* [TASK INSTRUCTIONS]: Write the entries again exactly, with no line missing.

(Stored entries)
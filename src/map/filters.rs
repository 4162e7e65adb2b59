//! Marker filters applied before clustering.

use serde::{Deserialize, Serialize};
use sha2::{Digest, Sha256};
use std::collections::BTreeSet;

use super::marker::Marker;

/// Filter set for the map. Empty sets and `None` flags match everything.
#[derive(Debug, Clone, Default, PartialEq, Eq, Serialize, Deserialize)]
#[serde(rename_all = "camelCase")]
pub struct MarkerFilters {
  /// Accepted statuses (case-insensitive)
  #[serde(default, deserialize_with = "deserialize_lowercase_set")]
  pub statuses: BTreeSet<String>,
  /// Accepted neighborhoods (case-insensitive)
  #[serde(default, deserialize_with = "deserialize_lowercase_set")]
  pub neighborhoods: BTreeSet<String>,
  #[serde(default)]
  pub has_digital: Option<bool>,
  #[serde(default)]
  pub has_static: Option<bool>,
  #[serde(default)]
  pub has_abrigo_amigo: Option<bool>,
}

fn deserialize_lowercase_set<'de, D>(deserializer: D) -> Result<BTreeSet<String>, D::Error>
where
  D: serde::Deserializer<'de>,
{
  let v: Vec<String> = Vec::deserialize(deserializer)?;
  Ok(v.into_iter().map(|s| s.to_lowercase()).collect())
}

impl MarkerFilters {
  pub fn is_empty(&self) -> bool {
    *self == Self::default()
  }

  pub fn matches(&self, marker: &Marker) -> bool {
    fn in_set(set: &BTreeSet<String>, value: Option<&String>) -> bool {
      if set.is_empty() {
        return true;
      }
      let Some(v) = value.map(|v| v.to_lowercase()) else {
        return false;
      };
      set.contains(&v) || set.iter().any(|s| s.to_lowercase() == v)
    }
    fn flag(wanted: Option<bool>, actual: bool) -> bool {
      wanted.map_or(true, |w| w == actual)
    }

    in_set(&self.statuses, marker.status.as_ref())
      && in_set(&self.neighborhoods, marker.neighborhood.as_ref())
      && flag(self.has_digital, marker.has_digital)
      && flag(self.has_static, marker.has_static)
      && flag(self.has_abrigo_amigo, marker.has_abrigo_amigo)
  }

  /// Structural hash: equal filter sets hash equal regardless of the order
  /// values were inserted in.
  pub fn structural_hash(&self) -> String {
    let mut normalized = self.clone();
    normalized.statuses = self.statuses.iter().map(|s| s.to_lowercase()).collect();
    normalized.neighborhoods = self
      .neighborhoods
      .iter()
      .map(|s| s.to_lowercase())
      .collect();

    // BTreeSet serializes in sorted order, so the JSON is canonical.
    let canonical = serde_json::to_string(&normalized).unwrap_or_default();
    let mut hasher = Sha256::new();
    hasher.update(canonical.as_bytes());
    hex::encode(hasher.finalize())
  }
}

#[cfg(test)]
mod tests {
  use super::*;

  fn marker(status: &str, digital: bool) -> Marker {
    Marker {
      id: "E1".into(),
      lat: -23.5,
      lng: -46.6,
      stop_id: None,
      address: None,
      neighborhood: Some("Pinheiros".into()),
      area: None,
      status: Some(status.into()),
      model: None,
      partner_client: None,
      has_digital: digital,
      has_static: false,
      has_abrigo_amigo: false,
    }
  }

  #[test]
  fn test_empty_filters_match_everything() {
    let filters = MarkerFilters::default();
    assert!(filters.is_empty());
    assert!(filters.matches(&marker("Ativo", false)));
  }

  #[test]
  fn test_filters_combine_with_and() {
    let filters = MarkerFilters {
      statuses: ["ativo".to_string()].into(),
      has_digital: Some(true),
      ..Default::default()
    };
    assert!(filters.matches(&marker("ATIVO", true)));
    assert!(!filters.matches(&marker("Ativo", false)));
    assert!(!filters.matches(&marker("Inativo", true)));
  }

  #[test]
  fn test_accented_values_match_case_insensitively() {
    let filters: MarkerFilters =
      serde_json::from_str(r#"{"neighborhoods":["São Miguel"],"statuses":["Em Manutenção"]}"#)
        .unwrap();
    let mut m = marker("EM MANUTENÇÃO", false);
    m.neighborhood = Some("SÃO MIGUEL".into());
    assert!(filters.matches(&m));

    m.neighborhood = Some("Sao Miguel".into());
    assert!(!filters.matches(&m));
  }

  #[test]
  fn test_structural_hash_ignores_insertion_order_and_case() {
    let a = MarkerFilters {
      neighborhoods: ["pinheiros".to_string(), "se".to_string()].into(),
      ..Default::default()
    };
    let b = MarkerFilters {
      neighborhoods: ["Se".to_string(), "Pinheiros".to_string()].into(),
      ..Default::default()
    };
    assert_eq!(a.structural_hash(), b.structural_hash());

    let c = MarkerFilters {
      has_static: Some(false),
      ..a.clone()
    };
    assert_ne!(a.structural_hash(), c.structural_hash());
  }

  #[test]
  fn test_deserialize_lowercases_sets() {
    let filters: MarkerFilters =
      serde_json::from_str(r#"{"statuses":["Ativo"],"hasDigital":true}"#).unwrap();
    assert!(filters.statuses.contains("ativo"));
    assert_eq!(filters.has_digital, Some(true));
  }
}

* [TASK RESPONSE]:
filename src/map/filters.rs
repository 4162e7e65adb2b59
//! Marker filters applied before clustering.

use serde::{Deserialize, Serialize};
use sha2::{Digest, Sha256};
use std::collections::BTreeSet;

use super::marker::Marker;

/// Filter set for the map. Empty sets and `None` flags match everything.
#[derive(Debug, Clone, Default, PartialEq, Eq, Serialize, Deserialize)]
#[serde(rename_all = "camelCase")]
pub struct MarkerFilters {
  /// Accepted statuses (case-insensitive)
  #[serde(default, deserialize_with = "deserialize_lowercase_set")]
  pub statuses: BTreeSet<String>,
  /// Accepted neighborhoods (case-insensitive)
  #[serde(default, deserialize_with = "deserialize_lowercase_set")]
  pub neighborhoods: BTreeSet<String>,
  #[serde(default)]
  pub has_digital: Option<bool>,
  #[serde(default)]
  pub has_static: Option<bool>,
  #[serde(default)]
  pub has_abrigo_amigo: Option<bool>,
}

fn deserialize_lowercase_set<'de, D>(deserializer: D) -> Result<BTreeSet<String>, D::Error>
where
  D: serde::Deserializer<'de>,
{
  let v: Vec<String> = Vec::deserialize(deserializer)?;
  Ok(v.into_iter().map(|s| s.to_lowercase()).collect())
}

impl MarkerFilters {
  pub fn is_empty(&self) -> bool {
    *self == Self::default()
  }

  pub fn matches(&self, marker: &Marker) -> bool {
    fn in_set(set: &BTreeSet<String>, value: Option<&String>) -> bool {
      if set.is_empty() {
        return true;
      }
      let Some(v) = value.map(|v| v.to_lowercase()) else {
        return false;
      };
      set.contains(&v) || set.iter().any(|s| s.to_lowercase() == v)
    }
    fn flag(wanted: Option<bool>, actual: bool) -> bool {
      wanted.map_or(true, |w| w == actual)
    }

    in_set(&self.statuses, marker.status.as_ref())
      && in_set(&self.neighborhoods, marker.neighborhood.as_ref())
      && flag(self.has_digital, marker.has_digital)
      && flag(self.has_static, marker.has_static)
      && flag(self.has_abrigo_amigo, marker.has_abrigo_amigo)
  }

  /// Structural hash: equal filter sets hash equal regardless of the order
  /// values were inserted in.
  pub fn structural_hash(&self) -> String {
    let mut normalized = self.clone();
    normalized.statuses = self.statuses.iter().map(|s| s.to_lowercase()).collect();
    normalized.neighborhoods = self
      .neighborhoods
      .iter()
      .map(|s| s.to_lowercase())
      .collect();

    // BTreeSet serializes in sorted order, so the JSON is canonical.
    let canonical = serde_json::to_string(&normalized).unwrap_or_default();
    let mut hasher = Sha256::new();
    hasher.update(canonical.as_bytes());
    hex::encode(hasher.finalize())
  }
}

#[cfg(test)]
mod tests {
  use super::*;

  fn marker(status: &str, digital: bool) -> Marker {
    Marker {
      id: "E1".into(),
      lat: -23.5,
      lng: -46.6,
      stop_id: None,
      address: None,
      neighborhood: Some("Pinheiros".into()),
      area: None,
      status: Some(status.into()),
      model: None,
      partner_client: None,
      has_digital: digital,
      has_static: false,
      has_abrigo_amigo: false,
    }
  }

  #[test]
  fn test_empty_filters_match_everything() {
    let filters = MarkerFilters::default();
    assert!(filters.is_empty());
    assert!(filters.matches(&marker("Ativo", false)));
  }

  #[test]
  fn test_filters_combine_with_and() {
    let filters = MarkerFilters {
      statuses: ["ativo".to_string()].into(),
      has_digital: Some(true),
      ..Default::default()
    };
    assert!(filters.matches(&marker("ATIVO", true)));
    assert!(!filters.matches(&marker("Ativo", false)));
    assert!(!filters.matches(&marker("Inativo", true)));
  }

  #[test]
  fn test_accented_values_match_case_insensitively() {
    let filters: MarkerFilters =
      serde_json::from_str(r#"{"neighborhoods":["São Miguel"],"statuses":["Em Manutenção"]}"#)
        .unwrap();
    let mut m = marker("EM MANUTENÇÃO", false);
    m.neighborhood = Some("SÃO MIGUEL".into());
    assert!(filters.matches(&m));

    m.neighborhood = Some("Sao Miguel".into());
    assert!(!filters.matches(&m));
  }

  #[test]
  fn test_structural_hash_ignores_insertion_order_and_case() {
    let a = MarkerFilters {
      neighborhoods: ["pinheiros".to_string(), "se".to_string()].into(),
      ..Default::default()
    };
    let b = MarkerFilters {
      neighborhoods: ["Se".to_string(), "Pinheiros".to_string()].into(),
      ..Default::default()
    };
    assert_eq!(a.structural_hash(), b.structural_hash());

    let c = MarkerFilters {
      has_static: Some(false),
      ..a.clone()
    };
    assert_ne!(a.structural_hash(), c.structural_hash());
  }

  #[test]
  fn test_deserialize_lowercases_sets() {
    let filters: MarkerFilters =
      serde_json::from_str(r#"{"statuses":["Ativo"],"hasDigital":true}"#).unwrap();
    assert!(filters.statuses.contains("ativo"));
    assert_eq!(filters.has_digital, Some(true));
  }
}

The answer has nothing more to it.